Emerging Market Currencies Rise on Softer-than-Expected US Tariffs

Emerging market currencies have witnessed a surge during the first week of President Trump's second term, bolstered by a dovish rollout of US tariffs and the absence of new levies on Chinese imports.

* The benchmark index for developing-nation currencies is poised for a 1.2% weekly gain, its strongest performance since July 2023.
* Trump's comments hinting at a reluctance to impose tariffs on China boosted Asian currencies on Friday.
* Emerging currencies are recovering from their worst quarterly drop since September 2022, driven by fears of a trade war and a hawkish Federal Reserve stance.
* Emerging Europe and high-yielding Latin American currencies have led the gains, with the Hungarian forint, Brazilian real, and Colombian peso appreciating over 3% this week.
* Reduced tariff fears and waning volatility have reignited demand for carry trade, with high-yielding Latin American currencies benefiting the most.

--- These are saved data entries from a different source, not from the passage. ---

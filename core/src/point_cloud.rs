use crate::transform::Transform;
use nalgebra::{Point3, Vector3};
use rayon::prelude::*;

/// Structure-of-arrays point set.
///
/// `colors` and `normals`, when present, hold exactly one entry per point.
/// Colors are RGB in `[0, 1]`.
#[derive(Debug, Clone, Default, PartialEq)]
pub struct PointCloud {
    pub points: Vec<Point3<f64>>,
    pub colors: Option<Vec<Point3<f64>>>,
    pub normals: Option<Vec<Vector3<f64>>>,
}

impl PointCloud {
    pub fn new(points: Vec<Point3<f64>>) -> Self {
        Self {
            points,
            colors: None,
            normals: None,
        }
    }

    pub fn with_colors(mut self, colors: Vec<Point3<f64>>) -> crate::Result<Self> {
        if colors.len() == self.points.len() {
            self.colors = Some(colors);
            Ok(self)
        } else {
            Err(crate::Error::InvalidInput(format!(
                "Color count {} does not match point count {}",
                colors.len(),
                self.points.len()
            )))
        }
    }

    pub fn with_normals(mut self, normals: Vec<Vector3<f64>>) -> crate::Result<Self> {
        if normals.len() == self.points.len() {
            self.normals = Some(normals);
            Ok(self)
        } else {
            Err(crate::Error::InvalidInput(format!(
                "Normal count {} does not match point count {}",
                normals.len(),
                self.points.len()
            )))
        }
    }

    pub fn len(&self) -> usize {
        self.points.len()
    }

    pub fn is_empty(&self) -> bool {
        self.points.is_empty()
    }

    /// Apply a rigid transform to every point. Normals are rotated, colors carried.
    pub fn transformed(&self, transform: &Transform) -> PointCloud {
        PointCloud {
            points: self
                .points
                .par_iter()
                .map(|p| transform.transform_point(p))
                .collect(),
            colors: self.colors.clone(),
            normals: self
                .normals
                .as_ref()
                .map(|n| n.par_iter().map(|v| transform.transform_vector(v)).collect()),
        }
    }

    /// Append another cloud.
    ///
    /// An attribute survives only if both clouds carry it; otherwise it is
    /// dropped from the result so the per-point arrays stay aligned.
    pub fn append(&mut self, other: &PointCloud) {
        let was_empty = self.is_empty();
        self.points.extend_from_slice(&other.points);

        self.colors = match (self.colors.take(), other.colors.as_ref()) {
            (Some(mut mine), Some(theirs)) => {
                mine.extend_from_slice(theirs);
                Some(mine)
            }
            (None, Some(theirs)) if was_empty => Some(theirs.clone()),
            _ => None,
        };

        self.normals = match (self.normals.take(), other.normals.as_ref()) {
            (Some(mut mine), Some(theirs)) => {
                mine.extend_from_slice(theirs);
                Some(mine)
            }
            (None, Some(theirs)) if was_empty => Some(theirs.clone()),
            _ => None,
        };
    }

    /// Axis-aligned bounding box as `(min, max)`, `None` for an empty cloud.
    pub fn bounds(&self) -> Option<(Point3<f64>, Point3<f64>)> {
        let first = *self.points.first()?;
        let (min, max) = self.points.iter().fold((first, first), |(lo, hi), p| {
            (
                Point3::new(lo.x.min(p.x), lo.y.min(p.y), lo.z.min(p.z)),
                Point3::new(hi.x.max(p.x), hi.y.max(p.y), hi.z.max(p.z)),
            )
        });
        Some((min, max))
    }

    pub fn centroid(&self) -> Option<Point3<f64>> {
        if self.is_empty() {
            return None;
        }
        let sum = self
            .points
            .iter()
            .fold(Vector3::zeros(), |acc, p| acc + p.coords);
        Some(Point3::from(sum / self.len() as f64))
    }

    /// Keep the points whose index satisfies `keep`, with their attributes.
    pub fn select<F: Fn(usize) -> bool>(&self, keep: F) -> PointCloud {
        let indices: Vec<usize> = (0..self.len()).filter(|&i| keep(i)).collect();
        PointCloud {
            points: indices.iter().map(|&i| self.points[i]).collect(),
            colors: self
                .colors
                .as_ref()
                .map(|c| indices.iter().map(|&i| c[i]).collect()),
            normals: self
                .normals
                .as_ref()
                .map(|n| indices.iter().map(|&i| n[i]).collect()),
        }
    }
}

* Emerging markets stocks reached a five-week high on optimism regarding US tariffs. The MSCI Emerging Markets Index gained 0.8% on Friday and is on track for a 1.9% weekly rise.
* Investors' initial concerns about Trump's "America First" agenda have eased as China was spared from tariff plans in his initial economic announcements.
* JPMorgan Chase & Co. anticipates further gains for currencies like the forint and South African rand.
* The Malaysian ringgit surged over 1% on Friday, marking the highest Asian gain.
* However, uncertainty over US policies remains, with HSBC Holdings Plc. indicating that 58% of fund managers in December were bearish on EM currencies.
* Despite the current reprieve, the threat of renewed trade wars could limit excessive appreciation of EM currencies.